• **WORK INSTRUCTION**:
Take down each entry exactly as written.

[EXERCISE INPUTS Boundary: Start]

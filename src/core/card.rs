use std::fmt;
use std::str::FromStr;

use super::PokerError;

/// Card rank or value.
///
/// The discriminant is the rank ordinal used for comparisons and tie breaks,
/// so a Two is 2 and an Ace is 14. Aces are always high here; the wheel
/// straight is handled when ranking a hand.
#[derive(PartialEq, PartialOrd, Eq, Ord, Debug, Clone, Copy, Hash)]
#[cfg_attr(feature = "serde", derive(serde::Serialize, serde::Deserialize))]
#[cfg_attr(feature = "arbitrary", derive(arbitrary::Arbitrary))]
#[repr(u8)]
pub enum Value {
    /// 2
    Two = 2,
    /// 3
    Three = 3,
    /// 4
    Four = 4,
    /// 5
    Five = 5,
    /// 6
    Six = 6,
    /// 7
    Seven = 7,
    /// 8
    Eight = 8,
    /// 9
    Nine = 9,
    /// T
    Ten = 10,
    /// J
    Jack = 11,
    /// Q
    Queen = 12,
    /// K
    King = 13,
    /// A
    Ace = 14,
}

/// Constant of all the values.
/// This is what `Value::values()` returns
const VALUES: [Value; 13] = [
    Value::Two,
    Value::Three,
    Value::Four,
    Value::Five,
    Value::Six,
    Value::Seven,
    Value::Eight,
    Value::Nine,
    Value::Ten,
    Value::Jack,
    Value::Queen,
    Value::King,
    Value::Ace,
];

impl Value {
    /// Get all of the `Value`'s that are possible, lowest first.
    ///
    /// ```
    /// use rs_poker_eval::core::Value;
    ///
    /// assert_eq!(13, Value::values().len());
    /// assert_eq!(Value::Ace, Value::values()[12]);
    /// ```
    pub const fn values() -> [Value; 13] {
        VALUES
    }

    /// The rank ordinal, 2 for a Two up to 14 for an Ace.
    pub const fn ordinal(self) -> u8 {
        self as u8
    }

    /// Convert a rank ordinal back into a `Value`.
    ///
    /// ```
    /// use rs_poker_eval::core::Value;
    ///
    /// assert_eq!(Some(Value::Ten), Value::from_ordinal(10));
    /// assert_eq!(None, Value::from_ordinal(1));
    /// assert_eq!(None, Value::from_ordinal(15));
    /// ```
    pub fn from_ordinal(ordinal: u8) -> Option<Value> {
        VALUES.iter().copied().find(|v| v.ordinal() == ordinal)
    }

    /// Parse the rank letter of a card identifier. Letters are case
    /// sensitive.
    pub fn from_char(c: char) -> Option<Value> {
        match c {
            'A' => Some(Value::Ace),
            'K' => Some(Value::King),
            'Q' => Some(Value::Queen),
            'J' => Some(Value::Jack),
            'T' => Some(Value::Ten),
            '9' => Some(Value::Nine),
            '8' => Some(Value::Eight),
            '7' => Some(Value::Seven),
            '6' => Some(Value::Six),
            '5' => Some(Value::Five),
            '4' => Some(Value::Four),
            '3' => Some(Value::Three),
            '2' => Some(Value::Two),
            _ => None,
        }
    }

    /// The rank letter used in card identifiers.
    pub fn to_char(self) -> char {
        match self {
            Value::Two => '2',
            Value::Three => '3',
            Value::Four => '4',
            Value::Five => '5',
            Value::Six => '6',
            Value::Seven => '7',
            Value::Eight => '8',
            Value::Nine => '9',
            Value::Ten => 'T',
            Value::Jack => 'J',
            Value::Queen => 'Q',
            Value::King => 'K',
            Value::Ace => 'A',
        }
    }
}

impl fmt::Display for Value {
    fn fmt(&self, f: &mut fmt::Formatter<'_>) -> fmt::Result {
        write!(f, "{}", self.to_char())
    }
}

/// Enum for the four different suits.
/// While this has support for ordering it's not
/// sensical. The sorting is only there to allow sorting cards.
#[derive(PartialEq, PartialOrd, Eq, Ord, Debug, Clone, Copy, Hash)]
#[cfg_attr(feature = "serde", derive(serde::Serialize, serde::Deserialize))]
#[cfg_attr(feature = "arbitrary", derive(arbitrary::Arbitrary))]
pub enum Suit {
    /// Clubs
    Club,
    /// Diamonds
    Diamond,
    /// Hearts
    Heart,
    /// Spades
    Spade,
}

/// All of the `Suit`'s. This is what `Suit::suits()` returns.
const SUITS: [Suit; 4] = [Suit::Club, Suit::Diamond, Suit::Heart, Suit::Spade];

impl Suit {
    /// Provide all the Suit's that there are.
    pub const fn suits() -> [Suit; 4] {
        SUITS
    }

    /// Parse the lowercase suit letter of a card identifier.
    pub fn from_char(s: char) -> Option<Suit> {
        match s {
            'c' => Some(Suit::Club),
            'd' => Some(Suit::Diamond),
            'h' => Some(Suit::Heart),
            's' => Some(Suit::Spade),
            _ => None,
        }
    }

    pub fn to_char(self) -> char {
        match self {
            Suit::Club => 'c',
            Suit::Diamond => 'd',
            Suit::Heart => 'h',
            Suit::Spade => 's',
        }
    }
}

impl fmt::Display for Suit {
    fn fmt(&self, f: &mut fmt::Formatter<'_>) -> fmt::Result {
        write!(f, "{}", self.to_char())
    }
}

/// A playing card: a `Value` and a `Suit`.
///
/// Two cards are equal when both their value and suit match. Cards are
/// written and parsed as two character identifiers such as `As`, `Th` or
/// `2c`.
#[derive(PartialEq, PartialOrd, Eq, Ord, Debug, Clone, Copy, Hash)]
#[cfg_attr(feature = "serde", derive(serde::Serialize, serde::Deserialize))]
#[cfg_attr(feature = "serde", serde(into = "String", try_from = "String"))]
#[cfg_attr(feature = "arbitrary", derive(arbitrary::Arbitrary))]
pub struct Card {
    /// The face value of this card.
    pub value: Value,
    /// The suit of this card.
    pub suit: Suit,
}

impl Card {
    pub const fn new(value: Value, suit: Suit) -> Self {
        Self { value, suit }
    }

    /// Parse a card identifier of the form `<rank><suit>`.
    ///
    /// ```
    /// use rs_poker_eval::core::{Card, Suit, Value};
    ///
    /// let card = Card::parse("Th").unwrap();
    /// assert_eq!(Card::new(Value::Ten, Suit::Heart), card);
    ///
    /// assert!(Card::parse("1h").is_err());
    /// assert!(Card::parse("AS").is_err());
    /// assert!(Card::parse("Ahh").is_err());
    /// ```
    pub fn parse(identifier: &str) -> Result<Self, PokerError> {
        let invalid = || PokerError::InvalidCardFormat(identifier.to_string());
        let mut chars = identifier.chars();
        let value = chars.next().and_then(Value::from_char).ok_or_else(invalid)?;
        let suit = chars.next().and_then(Suit::from_char).ok_or_else(invalid)?;

        if chars.next().is_some() {
            return Err(invalid());
        }

        Ok(Self { value, suit })
    }
}

impl fmt::Display for Card {
    fn fmt(&self, f: &mut fmt::Formatter<'_>) -> fmt::Result {
        write!(f, "{}{}", self.value.to_char(), self.suit.to_char())
    }
}

impl FromStr for Card {
    type Err = PokerError;

    fn from_str(s: &str) -> Result<Self, Self::Err> {
        Card::parse(s)
    }
}

impl TryFrom<&str> for Card {
    type Error = PokerError;

    fn try_from(value: &str) -> Result<Self, Self::Error> {
        Card::parse(value)
    }
}

impl TryFrom<String> for Card {
    type Error = PokerError;

    fn try_from(value: String) -> Result<Self, Self::Error> {
        Card::parse(&value)
    }
}

impl From<Card> for String {
    fn from(card: Card) -> Self {
        card.to_string()
    }
}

[EXERCISE INPUTS Boundary: End]

• **RESPONSE AREA**:
filename src/core/card.rs
use std::fmt;
use std::str::FromStr;

use super::PokerError;

/// Card rank or value.
///
/// The discriminant is the rank ordinal used for comparisons and tie breaks,
/// so a Two is 2 and an Ace is 14. Aces are always high here; the wheel
/// straight is handled when ranking a hand.
#[derive(PartialEq, PartialOrd, Eq, Ord, Debug, Clone, Copy, Hash)]
#[cfg_attr(feature = "serde", derive(serde::Serialize, serde::Deserialize))]
#[cfg_attr(feature = "arbitrary", derive(arbitrary::Arbitrary))]
#[repr(u8)]
pub enum Value {
    /// 2
    Two = 2,
    /// 3
    Three = 3,
    /// 4
    Four = 4,
    /// 5
    Five = 5,
    /// 6
    Six = 6,
    /// 7
    Seven = 7,
    /// 8
    Eight = 8,
    /// 9
    Nine = 9,
    /// T
    Ten = 10,
    /// J
    Jack = 11,
    /// Q
    Queen = 12,
    /// K
    King = 13,
    /// A
    Ace = 14,
}

/// Constant of all the values.
/// This is what `Value::values()` returns
const VALUES: [Value; 13] = [
    Value::Two,
    Value::Three,
    Value::Four,
    Value::Five,
    Value::Six,
    Value::Seven,
    Value::Eight,
    Value::Nine,
    Value::Ten,
    Value::Jack,
    Value::Queen,
    Value::King,
    Value::Ace,
];

impl Value {
    /// Get all of the `Value`'s that are possible, lowest first.
    ///
    /// ```
    /// use rs_poker_eval::core::Value;
    ///
    /// assert_eq!(13, Value::values().len());
    /// assert_eq!(Value::Ace, Value::values()[12]);
    /// ```
    pub const fn values() -> [Value; 13] {
        VALUES
    }

    /// The rank ordinal, 2 for a Two up to 14 for an Ace.
    pub const fn ordinal(self) -> u8 {
        self as u8
    }

    /// Convert a rank ordinal back into a `Value`.
    ///
    /// ```
    /// use rs_poker_eval::core::Value;
    ///
    /// assert_eq!(Some(Value::Ten), Value::from_ordinal(10));
    /// assert_eq!(None, Value::from_ordinal(1));
    /// assert_eq!(None, Value::from_ordinal(15));
    /// ```
    pub fn from_ordinal(ordinal: u8) -> Option<Value> {
        VALUES.iter().copied().find(|v| v.ordinal() == ordinal)
    }

    /// Parse the rank letter of a card identifier. Letters are case
    /// sensitive.
    pub fn from_char(c: char) -> Option<Value> {
        match c {
            'A' => Some(Value::Ace),
            'K' => Some(Value::King),
            'Q' => Some(Value::Queen),
            'J' => Some(Value::Jack),
            'T' => Some(Value::Ten),
            '9' => Some(Value::Nine),
            '8' => Some(Value::Eight),
            '7' => Some(Value::Seven),
            '6' => Some(Value::Six),
            '5' => Some(Value::Five),
            '4' => Some(Value::Four),
            '3' => Some(Value::Three),
            '2' => Some(Value::Two),
            _ => None,
        }
    }

    /// The rank letter used in card identifiers.
    pub fn to_char(self) -> char {
        match self {
            Value::Two => '2',
            Value::Three => '3',
            Value::Four => '4',
            Value::Five => '5',
            Value::Six => '6',
            Value::Seven => '7',
            Value::Eight => '8',
            Value::Nine => '9',
            Value::Ten => 'T',
            Value::Jack => 'J',
            Value::Queen => 'Q',
            Value::King => 'K',
            Value::Ace => 'A',
        }
    }
}

impl fmt::Display for Value {
    fn fmt(&self, f: &mut fmt::Formatter<'_>) -> fmt::Result {
        write!(f, "{}", self.to_char())
    }
}

/// Enum for the four different suits.
/// While this has support for ordering it's not
/// sensical. The sorting is only there to allow sorting cards.
#[derive(PartialEq, PartialOrd, Eq, Ord, Debug, Clone, Copy, Hash)]
#[cfg_attr(feature = "serde", derive(serde::Serialize, serde::Deserialize))]
#[cfg_attr(feature = "arbitrary", derive(arbitrary::Arbitrary))]
pub enum Suit {
    /// Clubs
    Club,
    /// Diamonds
    Diamond,
    /// Hearts
    Heart,
    /// Spades
    Spade,
}

/// All of the `Suit`'s. This is what `Suit::suits()` returns.
const SUITS: [Suit; 4] = [Suit::Club, Suit::Diamond, Suit::Heart, Suit::Spade];

impl Suit {
    /// Provide all the Suit's that there are.
    pub const fn suits() -> [Suit; 4] {
        SUITS
    }

    /// Parse the lowercase suit letter of a card identifier.
    pub fn from_char(s: char) -> Option<Suit> {
        match s {
            'c' => Some(Suit::Club),
            'd' => Some(Suit::Diamond),
            'h' => Some(Suit::Heart),
            's' => Some(Suit::Spade),
            _ => None,
        }
    }

    pub fn to_char(self) -> char {
        match self {
            Suit::Club => 'c',
            Suit::Diamond => 'd',
            Suit::Heart => 'h',
            Suit::Spade => 's',
        }
    }
}

impl fmt::Display for Suit {
    fn fmt(&self, f: &mut fmt::Formatter<'_>) -> fmt::Result {
        write!(f, "{}", self.to_char())
    }
}

/// A playing card: a `Value` and a `Suit`.
///
/// Two cards are equal when both their value and suit match. Cards are
/// written and parsed as two character identifiers such as `As`, `Th` or
/// `2c`.
#[derive(PartialEq, PartialOrd, Eq, Ord, Debug, Clone, Copy, Hash)]
#[cfg_attr(feature = "serde", derive(serde::Serialize, serde::Deserialize))]
#[cfg_attr(feature = "serde", serde(into = "String", try_from = "String"))]
#[cfg_attr(feature = "arbitrary", derive(arbitrary::Arbitrary))]
pub struct Card {
    /// The face value of this card.
    pub value: Value,
    /// The suit of this card.
    pub suit: Suit,
}

impl Card {
    pub const fn new(value: Value, suit: Suit) -> Self {
        Self { value, suit }
    }

    /// Parse a card identifier of the form `<rank><suit>`.
    ///
    /// ```
    /// use rs_poker_eval::core::{Card, Suit, Value};
    ///
    /// let card = Card::parse("Th").unwrap();
    /// assert_eq!(Card::new(Value::Ten, Suit::Heart), card);
    ///
    /// assert!(Card::parse("1h").is_err());
    /// assert!(Card::parse("AS").is_err());
    /// assert!(Card::parse("Ahh").is_err());
    /// ```
    pub fn parse(identifier: &str) -> Result<Self, PokerError> {
        let invalid = || PokerError::InvalidCardFormat(identifier.to_string());
        let mut chars = identifier.chars();
        let value = chars.next().and_then(Value::from_char).ok_or_else(invalid)?;
        let suit = chars.next().and_then(Suit::from_char).ok_or_else(invalid)?;

        if chars.next().is_some() {
            return Err(invalid());
        }

        Ok(Self { value, suit })
    }
}

impl fmt::Display for Card {
    fn fmt(&self, f: &mut fmt::Formatter<'_>) -> fmt::Result {
        write!(f, "{}{}", self.value.to_char(), self.suit.to_char())
    }
}

impl FromStr for Card {
    type Err = PokerError;

    fn from_str(s: &str) -> Result<Self, Self::Err> {
        Card::parse(s)
    }
}

impl TryFrom<&str> for Card {
    type Error = PokerError;

    fn try_from(value: &str) -> Result<Self, Self::Error> {
        Card::parse(value)
    }
}

impl TryFrom<String> for Card {
    type Error = PokerError;

    fn try_from(value: String) -> Result<Self, Self::Error> {
        Card::parse(&value)
    }
}

impl From<Card> for String {
    fn from(card: Card) -> Self {
        card.to_string()
    }
}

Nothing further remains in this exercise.